The winter of 1708-09 was long and bitterly cold in the Rhineland. During the bleak evenings, as they sat huddled around their fire, many families rehearsed again and again the pros and cons of quitting their familiar homes forever. By the beginning of aril the land was in winter's frozen grip, and most of the vines, on which depended their livelihood, had been killed. Yet this was only the last straw. When the kindern were asleep between the dowendecks. Parents talked sadly about the past trying years and the hopeless prospect for the future. Ever since the war began in 1702 they had known nothing but hardship and misery. The some aged grandfather would counter that it was worse when he was young, During the Thirty Years War. Why in that war almost one third of the population of Germany had perished. If only they could be free of the burdensome taxes and the cruel religious persecutions! Grandfather would remind them that away back in 1677, William Penn had visit the Palatinate and had extolled Pennsylvania in America as a province where princes and priestcraft were unknown and a man could be his own master.

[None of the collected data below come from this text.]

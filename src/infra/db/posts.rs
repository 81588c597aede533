use async_trait::async_trait;
use time::OffsetDateTime;

use crate::application::repos::{PostsRepo, RepoError};
use crate::domain::posts::{PostDraft, PostRecord};

use super::{SqliteRepositories, map_sqlx_error};

#[derive(sqlx::FromRow)]
struct PostRow {
    id: i64,
    title: String,
    content: String,
    created_at: OffsetDateTime,
}

impl From<PostRow> for PostRecord {
    fn from(row: PostRow) -> Self {
        Self {
            id: row.id,
            title: row.title,
            content: row.content,
            created_at: row.created_at,
        }
    }
}

#[async_trait]
impl PostsRepo for SqliteRepositories {
    async fn list_posts(&self) -> Result<Vec<PostRecord>, RepoError> {
        let rows = sqlx::query_as::<_, PostRow>(
            r#"
            SELECT id, title, content, created_at
            FROM posts
            ORDER BY created_at DESC, id DESC
            "#,
        )
        .fetch_all(self.pool())
        .await
        .map_err(map_sqlx_error)?;

        Ok(rows.into_iter().map(PostRecord::from).collect())
    }

    async fn find_post(&self, id: i64) -> Result<Option<PostRecord>, RepoError> {
        let row = sqlx::query_as::<_, PostRow>(
            "SELECT id, title, content, created_at FROM posts WHERE id = ?",
        )
        .bind(id)
        .fetch_optional(self.pool())
        .await
        .map_err(map_sqlx_error)?;

        Ok(row.map(PostRecord::from))
    }

    async fn create_post(&self, draft: &PostDraft) -> Result<PostRecord, RepoError> {
        let now = OffsetDateTime::now_utc();
        let row = sqlx::query_as::<_, PostRow>(
            r#"
            INSERT INTO posts (title, content, created_at)
            VALUES (?, ?, ?)
            RETURNING id, title, content, created_at
            "#,
        )
        .bind(&draft.title)
        .bind(&draft.content)
        .bind(now)
        .fetch_one(self.pool())
        .await
        .map_err(map_sqlx_error)?;

        Ok(row.into())
    }

    async fn update_post(&self, id: i64, draft: &PostDraft) -> Result<PostRecord, RepoError> {
        // RowNotFound from fetch_one maps to RepoError::NotFound.
        let row = sqlx::query_as::<_, PostRow>(
            r#"
            UPDATE posts
            SET title = ?, content = ?
            WHERE id = ?
            RETURNING id, title, content, created_at
            "#,
        )
        .bind(&draft.title)
        .bind(&draft.content)
        .bind(id)
        .fetch_one(self.pool())
        .await
        .map_err(map_sqlx_error)?;

        Ok(row.into())
    }

    async fn delete_post(&self, id: i64) -> Result<bool, RepoError> {
        let result = sqlx::query("DELETE FROM posts WHERE id = ?")
            .bind(id)
            .execute(self.pool())
            .await
            .map_err(map_sqlx_error)?;

        Ok(result.rows_affected() > 0)
    }
}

First they would have to procure scows for the long journey down the Rhine. Then they could take only what possessions they could carry; and they would be dependent on charity for most of their provisions along the way. None of them could speak English. Perhaps they would soon feel at home - Andreas Imberger had heard from an uncle in England that a year ago the British Parliament has passed a naturalization bill granting all protestant immigrant the right to become British subjects.
So the talk went on and on. Finally, some father sat down to write cousins in the next village - letters to be carried by his eldest son - saying that he had almost made up his mind to leave his home and set out with his family for America - or at least England. but he could not bear the thought of being forever separated from his kin; would they consider emigrating too?
Then, before an answer had come back, the night of terror arrived. Families awoke to find their homes and the whole village in flames and the air rent with the shrieks of terrified neighbours. The strident armies of France's Louis XIV were ruthlessly ravaging all the towns in the Lower Palatinate. Some families were prepared for escape with bundles already tied and assigned to those who would carry the, and with plans made to meet friends in the dark at specific places.
It was in April 1709 that the first parties of refugees began to move on the great river. (some, tragically, perished of exposure, hunger - or fright-before their friends embarked.) The weather was still inclement. What with local restrictions, and fee and tolls to be paid, the trip took four to six tedious weeks. By the autumn of 109, more than ten thousand persons had made this first leg of the journey to freedom.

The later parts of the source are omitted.